| Problem to work on |
Only the lines from the first line of the records through the line containing "pub struct PendingCalls" belong in the answer. Copy them exactly.

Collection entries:
= = =

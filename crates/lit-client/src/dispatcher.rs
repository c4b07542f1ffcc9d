//! Request correlation over the shared socket.
//!
//! Each open connection gets one dispatch task. The task owns both socket
//! halves and the [`PendingCalls`] registry; callers talk to it through an
//! `mpsc` channel and receive their outcome on a `oneshot`. Because only the
//! task touches the registry and allocates ids, no locks are needed around
//! either.

use std::collections::HashMap;
use std::sync::Arc;
use std::sync::atomic::{AtomicU64, Ordering};

use futures::{SinkExt, StreamExt};
use serde_json::Value;
use tokio::net::TcpStream;
use tokio::sync::{mpsc, oneshot};
use tokio_tungstenite::tungstenite::{Error as WsError, Message};
use tokio_tungstenite::{MaybeTlsStream, WebSocketStream};
use tracing::{debug, info, trace, warn};

use crate::connection::{ConnectionState, StateCell};
use crate::errors::{ClientError, Result};
use crate::types::{RequestEnvelope, ResponseEnvelope};

pub(crate) type WsStream = WebSocketStream<MaybeTlsStream<TcpStream>>;

/// Where a caller's outcome is delivered.
pub type PendingTx = oneshot::Sender<Result<Value>>;

/// Monotonic request id source, shared across reconnects of one client.
#[derive(Clone, Debug, Default)]
pub struct RequestIds(Arc<AtomicU64>);

impl RequestIds {
    /// Take the next id (post-increment, starting at 0).
    pub fn next(&self) -> u64 {
        self.0.fetch_add(1, Ordering::Relaxed)
    }

    /// The id the next request will get.
    pub fn peek(&self) -> u64 {
        self.0.load(Ordering::Relaxed)
    }
}

/// Registry of in-flight calls keyed by request id.
///
/// Entries are removed the moment they resolve, so each id is answered at
/// most once.
#[derive(Debug, Default)]
pub struct PendingCalls {
    calls: HashMap<u64, PendingTx>,
}

impl PendingCalls {
    /// Empty registry.
    pub fn new() -> Self {
        Self::default()
    }

    /// Track a call. Returns `false` (and leaves the existing entry) if `id`
    /// is already pending.
    pub fn register(&mut self, id: u64, reply: PendingTx) -> bool {
        if self.calls.contains_key(&id) {
            return false;
        }
        let _ = self.calls.insert(id, reply);
        true
    }

    /// Stop tracking a call without answering it.
    pub fn cancel(&mut self, id: u64) -> Option<PendingTx> {
        self.calls.remove(&id)
    }

    /// Deliver a response to its caller.
    ///
    /// Returns `false` when no call is pending under the response's id; such
    /// responses are dropped.
    pub fn resolve(&mut self, response: ResponseEnvelope) -> bool {
        let id = response.id;
        let Some(reply) = self.calls.remove(&id) else {
            debug!(id, "dropping response for unknown request id");
            return false;
        };
        let outcome = response.into_outcome().map_err(ClientError::Remote);
        debug!(id, ok = outcome.is_ok(), "response correlated");
        // The caller may have given up (timeout); nothing to do then.
        let _ = reply.send(outcome);
        true
    }

    /// Forget calls whose caller stopped waiting.
    pub fn prune_abandoned(&mut self) -> usize {
        let before = self.calls.len();
        self.calls.retain(|_, reply| !reply.is_closed());
        before - self.calls.len()
    }

    /// Reject every pending call with [`ClientError::ConnectionClosed`].
    pub fn fail_all(&mut self) -> usize {
        let count = self.calls.len();
        for (_, reply) in self.calls.drain() {
            let _ = reply.send(Err(ClientError::ConnectionClosed));
        }
        count
    }

    /// Number of calls awaiting a response.
    pub fn len(&self) -> usize {
        self.calls.len()
    }

    /// Whether nothing is in flight.
    pub fn is_empty(&self) -> bool {
        self.calls.is_empty()
    }

    /// Whether `id` is awaiting a response.
    pub fn contains(&self, id: u64) -> bool {
        self.calls.contains_key(&id)
    }
}

/// Message from a connection handle to its dispatch task.
pub(crate) enum DispatchCommand {
    /// Send a request and deliver its outcome to `reply`.
    Call {
        method: String,
        params: Value,
        reply: PendingTx,
    },
    /// Start the close handshake; `done` resolves once the socket is closed.
    Close {
        done: oneshot::Sender<Result<()>>,
    },
}

/// Decode a text frame and hand it to the registry.
pub(crate) fn handle_frame(pending: &mut PendingCalls, text: &str) {
    trace!(frame = text, "frame received");
    match serde_json::from_str::<ResponseEnvelope>(text) {
        Ok(response) => {
            let _ = pending.resolve(response);
        }
        Err(error) => warn!(%error, "ignoring undecodable frame"),
    }
}

/// Dispatch task body. Runs until the socket ends, a close completes, or
/// every handle is dropped.
pub(crate) async fn run_dispatch_loop(
    ws: WsStream,
    mut commands: mpsc::Receiver<DispatchCommand>,
    ids: RequestIds,
    state: Arc<StateCell>,
    generation: u64,
) {
    let (mut sink, mut stream) = ws.split();
    let mut pending = PendingCalls::new();
    let mut closing: Option<oneshot::Sender<Result<()>>> = None;
    let mut failure: Option<WsError> = None;

    loop {
        tokio::select! {
            command = commands.recv(), if closing.is_none() => {
                match command {
                    Some(DispatchCommand::Call { method, params, reply }) => {
                        let pruned = pending.prune_abandoned();
                        if pruned > 0 {
                            debug!(pruned, "pruned abandoned calls");
                        }
                        let id = ids.next();
                        let envelope = RequestEnvelope::new(method, params, id);
                        let frame = match serde_json::to_string(&envelope) {
                            Ok(frame) => frame,
                            Err(error) => {
                                let _ = reply.send(Err(error.into()));
                                continue;
                            }
                        };
                        let _ = pending.register(id, reply);
                        debug!(id, method = %envelope.method, "request sent");
                        if let Err(error) = sink.send(Message::Text(frame.into())).await {
                            warn!(id, %error, "failed to send request");
                            if let Some(reply) = pending.cancel(id) {
                                let _ = reply.send(Err(error.into()));
                            }
                        }
                    }
                    Some(DispatchCommand::Close { done }) => {
                        let _ = state.transition(generation, ConnectionState::Closing);
                        if let Err(error) = sink.send(Message::Close(None)).await {
                            let _ = done.send(Err(error.into()));
                            break;
                        }
                        closing = Some(done);
                    }
                    None => {
                        debug!("all connection handles dropped, shutting down");
                        let _ = sink.send(Message::Close(None)).await;
                        break;
                    }
                }
            }
            frame = stream.next() => {
                match frame {
                    Some(Ok(Message::Text(text))) => handle_frame(&mut pending, &text),
                    Some(Ok(Message::Close(frame))) => {
                        debug!(?frame, "close frame received");
                    }
                    Some(Ok(_)) => {}
                    Some(Err(WsError::ConnectionClosed)) | None => break,
                    Some(Err(error)) => {
                        warn!(%error, "transport error");
                        failure = Some(error);
                        break;
                    }
                }
            }
        }
    }

    let _ = state.transition(generation, ConnectionState::Closed);
    let failed = pending.fail_all();
    if failed > 0 {
        warn!(failed, "connection ended with calls still pending");
    }
    if let Some(done) = closing {
        let outcome = match failure {
            Some(error) => Err(error.into()),
            None => Ok(()),
        };
        let _ = done.send(outcome);
    }
    info!("connection closed");
}

// ─────────────────────────────────────────────────────────────────────────────
// Tests
// ─────────────────────────────────────────────────────────────────────────────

= = =

| Final answer |
filename crates/lit-client/src/dispatcher.rs
repository c4b07542f1ffcc9d
//! Request correlation over the shared socket.
//!
//! Each open connection gets one dispatch task. The task owns both socket
//! halves and the [`PendingCalls`] registry; callers talk to it through an
//! `mpsc` channel and receive their outcome on a `oneshot`. Because only the
//! task touches the registry and allocates ids, no locks are needed around
//! either.

use std::collections::HashMap;
use std::sync::Arc;
use std::sync::atomic::{AtomicU64, Ordering};

use futures::{SinkExt, StreamExt};
use serde_json::Value;
use tokio::net::TcpStream;
use tokio::sync::{mpsc, oneshot};
use tokio_tungstenite::tungstenite::{Error as WsError, Message};
use tokio_tungstenite::{MaybeTlsStream, WebSocketStream};
use tracing::{debug, info, trace, warn};

use crate::connection::{ConnectionState, StateCell};
use crate::errors::{ClientError, Result};
use crate::types::{RequestEnvelope, ResponseEnvelope};

pub(crate) type WsStream = WebSocketStream<MaybeTlsStream<TcpStream>>;

/// Where a caller's outcome is delivered.
pub type PendingTx = oneshot::Sender<Result<Value>>;

/// Monotonic request id source, shared across reconnects of one client.
#[derive(Clone, Debug, Default)]
pub struct RequestIds(Arc<AtomicU64>);

impl RequestIds {
    /// Take the next id (post-increment, starting at 0).
    pub fn next(&self) -> u64 {
        self.0.fetch_add(1, Ordering::Relaxed)
    }

    /// The id the next request will get.
    pub fn peek(&self) -> u64 {
        self.0.load(Ordering::Relaxed)
    }
}

/// Registry of in-flight calls keyed by request id.
///
/// Entries are removed the moment they resolve, so each id is answered at
/// most once.
#[derive(Debug, Default)]
pub struct PendingCalls {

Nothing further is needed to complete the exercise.